Entries shown Block Start

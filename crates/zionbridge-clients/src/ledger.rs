//! The ZION ledger contract.
//!
//! The ledger is account-based and its transfer primitive is atomic: it
//! checks the source balance and applies the movement in one step, or
//! rejects. Every transfer carries an idempotency key, and the ledger
//! treats a replayed key as a no-op that reports the original outcome.
//! That pair of guarantees is what lets the coordinator retry transfers
//! freely after a crash without ever double-applying one.

use async_trait::async_trait;
use zionbridge_types::{AccountId, Result};

/// The outcome of a ledger transfer.
///
/// `Applied` and `InsufficientFunds` are definitive: the ledger either did
/// or did not move the funds, and will give the same answer for the same
/// key forever. `TransientError` is an explicit rejection too (the ledger
/// answered, and the answer was "not applied, try later"), which is what
/// distinguishes it from a transport `Err` where nothing is known.
#[derive(Debug, Clone, PartialEq, Eq)]
pub enum TransferOutcome {
    /// The transfer was applied (or had already been applied under this
    /// key).
    Applied,
    /// The source account cannot cover the amount.
    InsufficientFunds { available: u64 },
    /// The ledger explicitly declined to apply the transfer right now.
    TransientError { reason: String },
}

/// Client for the ZION account ledger.
#[async_trait]
pub trait LedgerClient: Send + Sync {
    /// Current balance of `account`, in the smallest unit.
    ///
    /// Fails with `UnknownAccount` when the ledger has never seen it.
    async fn get_balance(&self, account: &AccountId) -> Result<u64>;

    /// Atomically move `amount` from `from` to `to`, deduped by
    /// `idempotency_key`. Replaying a key the ledger has already applied
    /// returns [`TransferOutcome::Applied`] without moving funds again.
    async fn transfer(
        &self,
        from: &AccountId,
        to: &AccountId,
        amount: u64,
        idempotency_key: &str,
    ) -> Result<TransferOutcome>;
}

Entries shown Block End

Work task: Report every line of the records that contains the word "Result".

Solution below:
use zionbridge_types::{AccountId, Result};
    async fn get_balance(&self, account: &AccountId) -> Result<u64>;
    ) -> Result<TransferOutcome>;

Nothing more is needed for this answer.